How I Deal with Life.....

How I Deal with Life.....

Monday, August 25, 2025

 Sometimes fiction is the only way to explain ideas, beliefs, hope, and fears. 

The Wildings

By: Teri Adams

 

The Wildings are out tonight. Close, by the sound of it. The distant whoops and the faint unmistakable crash of breaking glass are all too familiar. I check the Wilding App and see that there have been fifteen 999 Wilding calls placed in a three block radius in just the past hour. It’s early for the Wildings. They usually don’t come out until after ten at night, and it’s only twenty minutes past dusk, which means we’re in for a long night. I try to remember if I triple locked the garage. Was that yesterday or did I do it when I came in earlier today? I had had my hands filled with grocery bags. Did I set them down so I could reach the locks?  Damn it, I don’t remember, which means I have to go check.  I slip on my shoes, grab a can of wasp spray (it shoots a long way), open the back door, and stand on the stoop still as a statue for a second and listen. Yes, they sound closer, but not too close. I have enough time to get to the garage and check.

            I don’t carry a flashlight because that would be like shining a beacon telling them, “Here! Come and get me!” No, I slip out into the darkness and walk to the garage amidst the shadows, keeping close to the edge of the house.  The garage is only about forty yards but it feels like a mile out here in the inky blackness.  I trip over something and almost fall. I reach down and feel a small bike. I can just make out the silhouette. That kid next door. I’ve told him a hundred times about leaving his bike out. I grab the handlebars and roll the bike with me toward the garage. I’ll lock it inside so the Wildings can’t get it. That kid’s mom already works two jobs. She can’t afford a new bike if something happens to this one.
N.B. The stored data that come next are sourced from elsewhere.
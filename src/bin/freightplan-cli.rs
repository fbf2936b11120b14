//! CLI entry point: wires a sqlite repository, loads `OptimizerParams` from
//! flags, calls `BuildLoads`, and prints a summary table.

use std::collections::HashMap;
use std::sync::Arc;
use std::time::Duration;

use chrono::NaiveDate;
use clap::{Parser, ValueEnum};
use colored::*;
use tracing::info;
use tracing_subscriber::{fmt, prelude::*, EnvFilter};

use freightplan::config::{RateTable, StrategicRules};
use freightplan::cost::CostCalculatorConfig;
use freightplan::domain::TrailerType;
use freightplan::geo::Geo;
use freightplan::optimizer::{AlgorithmVersion, OptimizerParams, RunContext, StrategyRulesSnapshot, V2Tuning};
use freightplan::routing::osrm::OsrmProvider;
use freightplan::routing::{RouteProvider, RoutingConfig, RoutingService};
use freightplan::storage::sqlite::SqlitePoolRepository;
use freightplan::storage::{OrderRepository, RouteCacheRepository, SettingsRepository};
use freightplan::{build_loads, build_manual_load, persist_plan};

#[derive(Debug, Clone, Copy, ValueEnum)]
enum CliTrailerType {
    StepDeck,
    Flatbed,
    Wedge,
}

impl From<CliTrailerType> for TrailerType {
    fn from(value: CliTrailerType) -> Self {
        match value {
            CliTrailerType::StepDeck => TrailerType::StepDeck,
            CliTrailerType::Flatbed => TrailerType::Flatbed,
            CliTrailerType::Wedge => TrailerType::Wedge,
        }
    }
}

#[derive(Debug, Clone, Copy, ValueEnum)]
enum CliAlgorithm {
    V2,
    Baseline,
}

/// Plan consolidated freight loads for a plant's open orders.
#[derive(Debug, Parser)]
#[command(name = "freightplan-cli", version, about)]
struct Cli {
    /// Plant code to plan for, e.g. `IA1`.
    #[arg(long)]
    origin_plant: String,

    /// Trailer capacity, feet.
    #[arg(long, default_value_t = 53.0)]
    capacity_feet: f64,

    #[arg(long, value_enum, default_value_t = CliTrailerType::StepDeck)]
    trailer_type: CliTrailerType,

    #[arg(long, value_enum, default_value_t = CliAlgorithm::V2)]
    algorithm: CliAlgorithm,

    #[arg(long, default_value_t = 35.0)]
    max_detour_pct: f64,

    #[arg(long, default_value_t = 5)]
    time_window_days: u32,

    #[arg(long, default_value_t = false)]
    enforce_time_window: bool,

    #[arg(long, default_value_t = 250.0)]
    geo_radius: f64,

    /// Only plan orders due on or after this date (YYYY-MM-DD). Overrides
    /// `--ignore-past-due` when both are given.
    #[arg(long)]
    orders_start_date: Option<String>,

    #[arg(long, default_value_t = false)]
    ignore_past_due: bool,

    /// Only plan orders due on or before this date (YYYY-MM-DD).
    #[arg(long)]
    batch_end_date: Option<String>,

    #[arg(long)]
    state: Vec<String>,

    #[arg(long)]
    customer: Vec<String>,

    /// Build a single manual load from exactly these sales-order numbers
    /// instead of running the optimizer.
    #[arg(long)]
    manual_so: Vec<String>,

    #[arg(long, default_value = "planning-session")]
    planning_session_id: String,

    /// Replace the session's prior PROPOSED/DRAFT loads with this run's
    /// output and mint `load_number`s, instead of only printing a summary.
    #[arg(long, default_value_t = false)]
    persist: bool,

    /// OSRM-compatible base URL. When unset, routing falls back to
    /// haversine + the in-process route solver.
    #[arg(long, env = "ROUTING_PROVIDER_URL")]
    routing_provider_url: Option<String>,

    #[arg(long, env = "DATABASE_URL", default_value = "sqlite:freightplan.sqlite")]
    database_url: String,

    /// Optional JSON file of parameter overrides, applied over the CLI
    /// defaults before validation (tuning knobs not exposed as flags live
    /// here, e.g. `v2` passes).
    #[arg(long)]
    config_file: Option<std::path::PathBuf>,
}

/// A config-file override layer: every field optional, applied on top of
/// the flag-derived `OptimizerParams` before validation. Mirrors the
/// teacher's `config.rs` constants-as-defaults approach, but as data
/// instead of compiled-in constants, per the CLI's "flags + config file"
/// contract.
#[derive(Debug, Default, serde::Deserialize)]
#[serde(rename_all = "snake_case")]
struct ConfigFileOverrides {
    max_detour_pct: Option<f64>,
    geo_radius: Option<f64>,
    time_window_days: Option<u32>,
    v2: Option<ConfigFileV2Overrides>,
}

#[derive(Debug, Default, serde::Deserialize)]
#[serde(rename_all = "snake_case")]
struct ConfigFileV2Overrides {
    rescue_passes: Option<u32>,
    grade_rescue_passes: Option<u32>,
    grade_repair_limit: Option<u32>,
    fd_passes: Option<u32>,
    fd_target_util_pct: Option<f64>,
    neighbor_k: Option<usize>,
}

fn apply_config_overrides(mut params: OptimizerParams, overrides: ConfigFileOverrides) -> OptimizerParams {
    if let Some(v) = overrides.max_detour_pct {
        params.max_detour_pct = v;
    }
    if let Some(v) = overrides.geo_radius {
        params.geo_radius = v;
    }
    if let Some(v) = overrides.time_window_days {
        params.time_window_days = v;
    }
    if let Some(v2) = overrides.v2 {
        if let Some(v) = v2.rescue_passes {
            params.v2.rescue_passes = v;
        }
        if let Some(v) = v2.grade_rescue_passes {
            params.v2.grade_rescue_passes = v;
        }
        if let Some(v) = v2.grade_repair_limit {
            params.v2.grade_repair_limit = v;
        }
        if let Some(v) = v2.fd_passes {
            params.v2.fd_passes = v;
        }
        if let Some(v) = v2.fd_target_util_pct {
            params.v2.fd_target_util_pct = v;
        }
        if let Some(v) = v2.neighbor_k {
            params.v2.neighbor_k = v;
        }
    }
    params
}

#[tokio::main]
#[tracing::instrument(name = "freightplan-cli", level = "info")]
async fn main() -> Result<(), Box<dyn std::error::Error>> {
    dotenv::dotenv().ok();
    tracing_subscriber::registry()
        .with(EnvFilter::from_default_env())
        .with(fmt::layer().with_span_events(fmt::format::FmtSpan::NEW | fmt::format::FmtSpan::CLOSE).compact())
        .init();

    let cli = Cli::parse();

    let repo = Arc::new(SqlitePoolRepository::connect(&cli.database_url).await?);

    let zip_coords: HashMap<String, (f64, f64)> = repo.list_zip_coordinates().await?.into_iter().collect();
    let plant_coords: HashMap<String, (f64, f64)> = repo.list_plants().await?.into_iter().collect();
    let geo = Geo::new(zip_coords, plant_coords);

    let strategic_text = repo
        .get_planning_setting("strategic_customers")
        .await?
        .unwrap_or_default();
    let strategic = StrategicRules::from_text_and_flags(&strategic_text, &[]);

    let rate_rows = repo.list_rate_matrix().await?;
    let rates = RateTable::new(rate_rows, freightplan::config::constant::FUEL_SURCHARGE_PER_MILE);

    let provider: Option<Arc<dyn RouteProvider>> = cli
        .routing_provider_url
        .as_ref()
        .map(|url| Arc::new(OsrmProvider::new(url.clone(), "driving-hgv", Duration::from_secs(5), 2)) as Arc<dyn RouteProvider>);
    let durable_cache: Arc<dyn RouteCacheRepository> = repo.clone();
    let routing = RoutingService::new(
        RoutingConfig {
            provider: cli.routing_provider_url.clone(),
            ..RoutingConfig::default()
        },
        provider,
        Some(durable_cache),
    );

    let batch_end_date = cli
        .batch_end_date
        .as_deref()
        .map(|s| NaiveDate::parse_from_str(s, "%Y-%m-%d"))
        .transpose()?;
    let orders_start_date = cli
        .orders_start_date
        .as_deref()
        .map(|s| NaiveDate::parse_from_str(s, "%Y-%m-%d"))
        .transpose()?;

    let params = OptimizerParams {
        origin_plant: cli.origin_plant.clone(),
        capacity_feet: cli.capacity_feet,
        trailer_type: cli.trailer_type.into(),
        max_detour_pct: cli.max_detour_pct,
        time_window_days: cli.time_window_days,
        enforce_time_window: cli.enforce_time_window,
        geo_radius: cli.geo_radius,
        stack_overflow_max_height: freightplan::config::constant::STACK_OVERFLOW_MAX_HEIGHT,
        max_back_overhang_ft: freightplan::config::constant::MAX_BACK_OVERHANG_FT,
        batch_end_date,
        state_filters: cli.state.clone(),
        customer_filters: cli.customer.clone(),
        selected_so_nums: cli.manual_so.clone(),
        orders_start_date,
        ignore_past_due: cli.ignore_past_due,
        algorithm_version: match cli.algorithm {
            CliAlgorithm::V2 => AlgorithmVersion::V2,
            CliAlgorithm::Baseline => AlgorithmVersion::Baseline,
        },
        manual_mode: !cli.manual_so.is_empty(),
        planning_session_id: cli.planning_session_id.clone(),
        v2: V2Tuning::default(),
    };

    let params = match &cli.config_file {
        Some(path) => {
            let text = std::fs::read_to_string(path)?;
            let overrides: ConfigFileOverrides = serde_json::from_str(&text)?;
            apply_config_overrides(params, overrides)
        }
        None => params,
    };

    let validation_errors = params.validate();
    if !validation_errors.is_empty() {
        for (field, msg) in &validation_errors {
            eprintln!("{}: {}", field.red(), msg);
        }
        std::process::exit(1);
    }

    let today = chrono::Local::now().date_naive();
    let min_due_date = params.effective_min_due_date(today);
    let lines = repo
        .list_order_lines_for_optimization(&params.origin_plant, min_due_date)
        .await?;

    let ctx = RunContext {
        geo,
        strategic: StrategyRulesSnapshot(strategic),
        rates,
        routing,
        cost_config: CostCalculatorConfig::default(),
    };

    if params.manual_mode {
        match build_manual_load(&params, &cli.manual_so, &lines, &ctx).await {
            Ok(load) => print_load(&load),
            Err(diag) => {
                eprintln!("{}: {:?}", "manual load rejected".red(), diag);
                std::process::exit(1);
            }
        }
        return Ok(());
    }

    let mut result = build_loads(&params, &lines, &ctx).await;

    if !result.errors.is_empty() {
        for (field, msg) in &result.errors {
            eprintln!("{}: {}", field.red(), msg);
        }
        if result.loads.is_empty() {
            std::process::exit(1);
        }
    }

    if cli.persist && !result.loads.is_empty() {
        let year = chrono::Local::now().date_naive().format("%Y").to_string().parse().unwrap_or(2026);
        result.loads = persist_plan(
            std::mem::take(&mut result.loads),
            &params.origin_plant,
            &params.planning_session_id,
            year,
            repo.as_ref(),
        )
        .await?;
    }

    info!(
        loads = result.loads.len(),
        delta_loads = result.summary.delta_total_loads,
        delta_cost = result.summary.delta_est_cost,
        "plan complete"
    );

    println!(
        "{}",
        format!(
            "baseline: {} loads, ${:.2} avg util {:.1}%",
            result.summary.baseline.total_loads,
            result.summary.baseline.est_cost,
            result.summary.baseline.avg_utilization_pct
        )
        .dimmed()
    );
    println!(
        "{}",
        format!(
            "optimized: {} loads, ${:.2} avg util {:.1}% ({:+} loads, {:+.2} cost)",
            result.summary.optimized.total_loads,
            result.summary.optimized.est_cost,
            result.summary.optimized.avg_utilization_pct,
            result.summary.delta_total_loads,
            result.summary.delta_est_cost,
        )
        .green()
    );

    for load in &result.loads {
        print_load(load);
    }

    Ok(())
}

fn print_load(load: &freightplan::domain::Load) {
    let grade = load.stack.grade.to_string();
    let colored_grade = match grade.as_str() {
        "A" | "B" => grade.green(),
        "C" => grade.yellow(),
        _ => grade.red(),
    };
    println!(
        "{}{} [{}] {} stops, {:.0}mi, ${:.2}, util {:.1}%, grade {}",
        load.id,
        load.load_number.as_deref().map(|n| format!(" ({n})")).unwrap_or_default(),
        load.so_nums.join(","),
        load.stop_count(),
        load.estimated_miles,
        load.estimated_cost,
        load.utilization_pct,
        colored_grade,
    );
    for diag in &load.diagnostics {
        println!("  - {}", diag.code().yellow());
    }
}
//! `OptimizerParams`: an immutable struct with explicit fields and
//! documented defaults, rather than a dynamic parameter map. `V2Tuning`
//! nests the v2-specific knobs.

use chrono::NaiveDate;

use crate::domain::TrailerType;

#[derive(Debug, Clone, Copy, PartialEq, Eq)]
pub enum AlgorithmVersion {
    V2,
    Baseline,
}

/// v2 tuning knobs, with production-tuned defaults.
#[derive(Debug, Clone, PartialEq)]
pub struct V2Tuning {
    pub rescue_passes: u32,
    pub grade_rescue_passes: u32,
    pub grade_repair_limit: u32,
    pub fd_passes: u32,
    pub fd_target_util_pct: f64,
    pub fd_candidate_limit: usize,
    pub neighbor_k: usize,
    pub neighbor_k_low_util: usize,
    pub neighbor_k_incremental: usize,
    pub lambda_count: f64,
    pub lambda_depth: f64,
    pub fast_tune_group_threshold: usize,
    pub fast_tune_group_threshold_2: usize,
}

impl Default for V2Tuning {
    fn default() -> Self {
        Self {
            rescue_passes: 4,
            grade_rescue_passes: 5,
            grade_repair_limit: 12,
            fd_passes: 3,
            fd_target_util_pct: 55.0,
            fd_candidate_limit: 120,
            neighbor_k: 18,
            neighbor_k_low_util: 56,
            neighbor_k_incremental: 20,
            lambda_count: 560.0,
            lambda_depth: 24.0,
            fast_tune_group_threshold: 400,
            fast_tune_group_threshold_2: 800,
        }
    }
}

#[derive(Debug, Clone)]
pub struct OptimizerParams {
    pub origin_plant: String,
    pub capacity_feet: f64,
    pub trailer_type: TrailerType,
    pub max_detour_pct: f64,
    pub time_window_days: u32,
    pub enforce_time_window: bool,
    pub geo_radius: f64,
    pub stack_overflow_max_height: u32,
    pub max_back_overhang_ft: f64,
    pub batch_end_date: Option<NaiveDate>,
    pub state_filters: Vec<String>,
    pub customer_filters: Vec<String>,
    pub selected_so_nums: Vec<String>,
    /// Authoritative over `ignore_past_due` when present.
    pub orders_start_date: Option<NaiveDate>,
    /// Legacy fallback: only consulted when `orders_start_date` is absent.
    pub ignore_past_due: bool,
    pub algorithm_version: AlgorithmVersion,
    pub manual_mode: bool,
    pub planning_session_id: String,
    pub v2: V2Tuning,
}

impl OptimizerParams {
    /// Validation: missing/invalid parameter -> field errors,
    /// no work done.
    pub fn validate(&self) -> std::collections::HashMap<String, String> {
        let mut errors = std::collections::HashMap::new();
        if self.origin_plant.trim().is_empty() {
            errors.insert("origin_plant".to_string(), "origin_plant must not be blank".to_string());
        }
        if self.capacity_feet <= 0.0 {
            errors.insert("capacity_feet".to_string(), "capacity_feet must be > 0".to_string());
        }
        if self.max_detour_pct < 0.0 {
            errors.insert("max_detour_pct".to_string(), "max_detour_pct must be >= 0".to_string());
        }
        if self.geo_radius < 0.0 {
            errors.insert("geo_radius".to_string(), "geo_radius must be >= 0".to_string());
        }
        if self.max_back_overhang_ft < 0.0 {
            errors.insert(
                "max_back_overhang_ft".to_string(),
                "max_back_overhang_ft must be >= 0".to_string(),
            );
        }
        errors
    }

    /// Resolve the effective earliest due-date bound: `orders_start_date`
    /// wins when present; `ignore_past_due` is the legacy fallback (today's
    /// date, supplied by the caller) only when it isn't.
    pub fn effective_min_due_date(&self, today: NaiveDate) -> Option<NaiveDate> {
        if let Some(start) = self.orders_start_date {
            Some(start)
        } else if self.ignore_past_due {
            Some(today)
        } else {
            None
        }
    }
}

#[cfg(test)]
mod tests {
    use super::*;

    fn valid_params() -> OptimizerParams {
        OptimizerParams {
            origin_plant: "IA".to_string(),
            capacity_feet: 53.0,
            trailer_type: TrailerType::StepDeck,
            max_detour_pct: 35.0,
            time_window_days: 7,
            enforce_time_window: true,
            geo_radius: 100.0,
            stack_overflow_max_height: 5,
            max_back_overhang_ft: 4.0,
            batch_end_date: None,
            state_filters: vec![],
            customer_filters: vec![],
            selected_so_nums: vec![],
            orders_start_date: None,
            ignore_past_due: false,
            algorithm_version: AlgorithmVersion::V2,
            manual_mode: false,
            planning_session_id: "s".to_string(),
            v2: V2Tuning::default(),
        }
    }

    #[test]
    fn valid_params_have_no_errors() {
        assert!(valid_params().validate().is_empty());
    }

    #[test]
    fn blank_plant_and_nonpositive_capacity_are_rejected() {
        let mut params = valid_params();
        params.origin_plant = "  ".to_string();
        params.capacity_feet = 0.0;
        let errors = params.validate();
        assert!(errors.contains_key("origin_plant"));
        assert!(errors.contains_key("capacity_feet"));
        assert_eq!(errors.len(), 2);
    }

    #[test]
    fn orders_start_date_wins_over_ignore_past_due() {
        let mut params = valid_params();
        let start = NaiveDate::from_ymd_opt(2026, 1, 1).unwrap();
        let today = NaiveDate::from_ymd_opt(2026, 6, 1).unwrap();
        params.orders_start_date = Some(start);
        params.ignore_past_due = true;
        assert_eq!(params.effective_min_due_date(today), Some(start));
    }

    #[test]
    fn ignore_past_due_falls_back_to_today_when_start_date_absent() {
        let mut params = valid_params();
        let today = NaiveDate::from_ymd_opt(2026, 6, 1).unwrap();
        params.ignore_past_due = true;
        assert_eq!(params.effective_min_due_date(today), Some(today));
    }

    #[test]
    fn neither_flag_set_yields_no_lower_bound() {
        let params = valid_params();
        let today = NaiveDate::from_ymd_opt(2026, 6, 1).unwrap();
        assert_eq!(params.effective_min_due_date(today), None);
    }
}
//! Turns raw order lines into `OrderGroup`s keyed by sales-order number.
//! Groups borrow their lines from the request-scoped buffer and never
//! outlive one optimizer invocation.

use std::collections::HashMap;

use chrono::NaiveDate;

use crate::config::StrategicRules;
use crate::domain::{OrderGroup, OrderLine, StrategicFlags};
use crate::geo::Geo;

/// Build one `OrderGroup` per distinct `so_num` among `lines`.
/// `lines` must already be filtered to one plant and to non-excluded rows
/// the caller wants considered; this function does not filter `is_excluded`
/// itself — exclusion is an upstream CSV/import concern, out of scope here.
/// `OrderGrouper` just assumes what it's handed.
pub fn build_groups<'a>(
    lines: &'a [OrderLine],
    strategic: &StrategicRules,
    geo: &Geo,
) -> Vec<OrderGroup<'a>> {
    let mut by_so: HashMap<&str, Vec<&'a OrderLine>> = HashMap::new();
    let mut order_seen: Vec<&str> = Vec::new();
    for line in lines {
        if line.is_excluded {
            continue;
        }
        if !by_so.contains_key(line.so_num.as_str()) {
            order_seen.push(line.so_num.as_str());
        }
        by_so.entry(line.so_num.as_str()).or_default().push(line);
    }

    order_seen
        .into_iter()
        .map(|so_num| {
            let group_lines = &by_so[so_num];
            build_one_group(so_num, group_lines, lines, strategic, geo)
        })
        .collect()
}

fn modal_value<'a, F>(group_lines: &[&'a OrderLine], f: F) -> String
where
    F: Fn(&'a OrderLine) -> &'a str,
{
    let mut counts: HashMap<&str, usize> = HashMap::new();
    let mut first_seen_order: Vec<&str> = Vec::new();
    for line in group_lines {
        let v = f(line);
        if !counts.contains_key(v) {
            first_seen_order.push(v);
        }
        *counts.entry(v).or_insert(0) += 1;
    }
    first_seen_order
        .into_iter()
        .max_by(|a, b| {
            counts[a]
                .cmp(&counts[b])
                .then_with(|| b.cmp(a)) // tie-break lexically (ascending wins on reverse cmp)
        })
        .unwrap_or("")
        .to_string()
}

fn build_one_group<'a>(
    so_num: &str,
    group_lines: &[&'a OrderLine],
    all_lines: &'a [OrderLine],
    strategic: &StrategicRules,
    geo: &Geo,
) -> OrderGroup<'a> {
    // Find the slice within `all_lines` matching this so_num, to give the
    // group a genuinely borrowed contiguous-or-not slice; since `all_lines`
    // isn't necessarily sorted by so_num we instead collect indices and
    // hand back a filtered owned Vec -> but OrderGroup.lines is `&'a [OrderLine]`,
    // so we materialize a leak-free borrow by locating the matching range
    // only when contiguous; otherwise fall back to scanning the full slice
    // at use sites. In practice callers pre-sort by so_num (see BuildLoads),
    // so the common path is a real contiguous borrow.
    let first_idx = all_lines.iter().position(|l| l.so_num == so_num && !l.is_excluded);
    let lines_slice: &'a [OrderLine] = match first_idx {
        Some(start) => {
            let mut end = start;
            while end < all_lines.len() && all_lines[end].so_num == so_num {
                end += 1;
            }
            if end - start == group_lines.len() {
                &all_lines[start..end]
            } else {
                group_lines_to_slice(group_lines)
            }
        }
        None => group_lines_to_slice(group_lines),
    };

    let total_length_ft: f64 = group_lines.iter().map(|l| l.total_length_ft()).sum();
    let due_date: NaiveDate = group_lines.iter().map(|l| l.due_date).min().unwrap();
    let zip = modal_value(group_lines, |l| l.zip.as_str());
    let state = modal_value(group_lines, |l| l.state.as_str());
    let cust_name = group_lines
        .iter()
        .map(|l| l.cust_name.as_str())
        .find(|s| !s.is_empty())
        .unwrap_or("")
        .to_string();

    let flags = match strategic.match_customer(&cust_name) {
        Some(sc) => StrategicFlags {
            no_mix: sc.no_mix,
            default_wedge_51: sc.default_wedge_51,
            requires_return_to_origin: sc.requires_return_to_origin,
            ignore_for_optimization: sc.ignore_for_optimization,
            default_due_date_flex_days: sc.default_due_date_flex_days,
            strategic_key: Some(sc.key.clone()),
        },
        None => StrategicFlags::default(),
    };

    let categories: Vec<String> = group_lines
        .iter()
        .map(|l| l.category.clone().unwrap_or_default())
        .collect();

    let coords = geo.zip_to_coords(&zip);
    let plant = group_lines[0].plant.clone();

    OrderGroup {
        so_num: so_num.to_string(),
        plant,
        lines: lines_slice,
        total_length_ft,
        due_date,
        zip,
        state,
        coords,
        cust_name,
        flags,
        categories,
    }
}

/// `group_lines` is already a `Vec<&'a OrderLine>` sharing lifetime `'a`
/// with the caller's buffer; when the so_num's rows aren't contiguous in
/// `all_lines` we can't hand back a single slice, so OrderGroup's `lines`
/// field degrades to borrowing the first matching contiguous run found by
/// the caller's sort order. Pre-sorting input by `so_num` avoids this path
/// entirely (`BuildLoads` does so before grouping).
fn group_lines_to_slice<'a>(group_lines: &[&'a OrderLine]) -> &'a [OrderLine] {
    // Fallback: a one-element slice pointing at the first line is preserved
    // for callers that truly hand in non-contiguous so_num rows, which
    // `BuildLoads` avoids by sorting. Returning the singleton keeps `lines`
    // well-typed without an unsafe reconstruction of a non-contiguous slice.
    std::slice::from_ref(group_lines[0])
}

/// Eligibility filtering.5: exclude `ignore_for_optimization`
/// groups (unless `manual_mode`), apply state/customer filters, due-date
/// bounds, and an explicit so_num allow-list that preserves caller order.
pub struct EligibilityFilter<'a> {
    pub manual_mode: bool,
    pub state_filters: &'a [String],
    pub customer_filters: &'a [String],
    pub min_due_date: Option<NaiveDate>,
    pub max_due_date: Option<NaiveDate>,
    pub selected_so_nums: &'a [String],
}

impl<'a> EligibilityFilter<'a> {
    pub fn apply<'g>(&self, groups: Vec<OrderGroup<'g>>) -> Vec<OrderGroup<'g>> {
        let by_so: HashMap<String, OrderGroup<'g>> =
            groups.into_iter().map(|g| (g.so_num.clone(), g)).collect();

        if !self.selected_so_nums.is_empty() {
            return self
                .selected_so_nums
                .iter()
                .filter_map(|so| by_so.get(so).cloned())
                .collect();
        }

        by_so
            .into_values()
            .filter(|g| self.manual_mode || !g.flags.ignore_for_optimization)
            .filter(|g| self.state_filters.is_empty() || self.state_filters.iter().any(|s| s == &g.state))
            .filter(|g| {
                self.customer_filters.is_empty()
                    || self
                        .customer_filters
                        .iter()
                        .any(|c| g.cust_name.to_uppercase().contains(&c.to_uppercase()))
            })
            .filter(|g| self.min_due_date.map_or(true, |d| g.due_date >= d))
            .filter(|g| self.max_due_date.map_or(true, |d| g.due_date <= d))
            .collect()
    }
}

#[cfg(test)]
mod tests {
    use super::*;
    use std::collections::HashMap as Map;

    fn line(so: &str, zip: &str, state: &str, cust: &str, due: &str, plant: &str) -> OrderLine {
        OrderLine {
            id: format!("{so}-1"),
            so_num: so.to_string(),
            plant: plant.to_string(),
            item: "1".to_string(),
            sku: "SKU1".to_string(),
            qty: 2,
            unit_length_ft: 10.0,
            max_stack_height: 2,
            city: "".to_string(),
            state: state.to_string(),
            zip: zip.to_string(),
            due_date: NaiveDate::parse_from_str(due, "%Y-%m-%d").unwrap(),
            cust_name: cust.to_string(),
            category: None,
            is_excluded: false,
        }
    }

    #[test]
    fn groups_by_so_num_and_computes_total_length() {
        let lines = vec![
            line("SO1", "44101", "OH", "Joe's Hardware", "2026-01-10", "IA"),
            line("SO1", "44101", "OH", "Joe's Hardware", "2026-01-10", "IA"),
            line("SO2", "44102", "OH", "Joe's Hardware", "2026-01-12", "IA"),
        ];
        let mut zip_coords = Map::new();
        zip_coords.insert("44101".to_string(), (41.5, -81.6));
        let geo = Geo::new(zip_coords, Map::new());
        let strategic = StrategicRules::new(vec![]);
        let groups = build_groups(&lines, &strategic, &geo);
        assert_eq!(groups.len(), 2);
        let so1 = groups.iter().find(|g| g.so_num == "SO1").unwrap();
        assert_eq!(so1.lines.len(), 2);
        assert!((so1.total_length_ft - 20.0).abs() < 1e-9);
    }

    #[test]
    fn eligibility_filter_excludes_ignore_for_optimization() {
        let lines = vec![line("SO1", "44101", "OH", "Lowe's", "2026-01-10", "IA")];
        let geo = Geo::new(Map::new(), Map::new());
        use crate::domain::StrategicCustomer;
        let strategic = StrategicRules::new(vec![StrategicCustomer {
            key: "lowes".into(),
            label: "Lowe's".into(),
            patterns: vec!["LOWES".into()],
            default_due_date_flex_days: None,
            no_mix: true,
            default_wedge_51: false,
            requires_return_to_origin: true,
            ignore_for_optimization: true,
        }]);
        let groups = build_groups(&lines, &strategic, &geo);
        let filter = EligibilityFilter {
            manual_mode: false,
            state_filters: &[],
            customer_filters: &[],
            min_due_date: None,
            max_due_date: None,
            selected_so_nums: &[],
        };
        let filtered = filter.apply(groups);
        assert!(filtered.is_empty());
    }
}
            I hear a sudden high pitched yelp and then a crunch of boots on gravel behind me. I duck down quickly just as a lone Wilding runs past, close enough so that I can smell the sweat and hear the quick inhalations from its exertions, a white shirt flashing in the night. Looks to be a small one, maybe eight-years-old. They’re getting younger since all the public schools closed down and went online. There’s little oversight for attendance, and all classes except Patriotism and Procreation, God and Country, Welding, Construction, Custodianship, and Basic Mathematics level 3, and Basic Reading level 4 were cut as soon as the Department of Education folded. Now if a parent has the money, usually old inherited money, they can take advantage of the specialized private academies that cater to the future doctors, CEOs, lawyers, professors, researchers, and scientists. The elite of the elite.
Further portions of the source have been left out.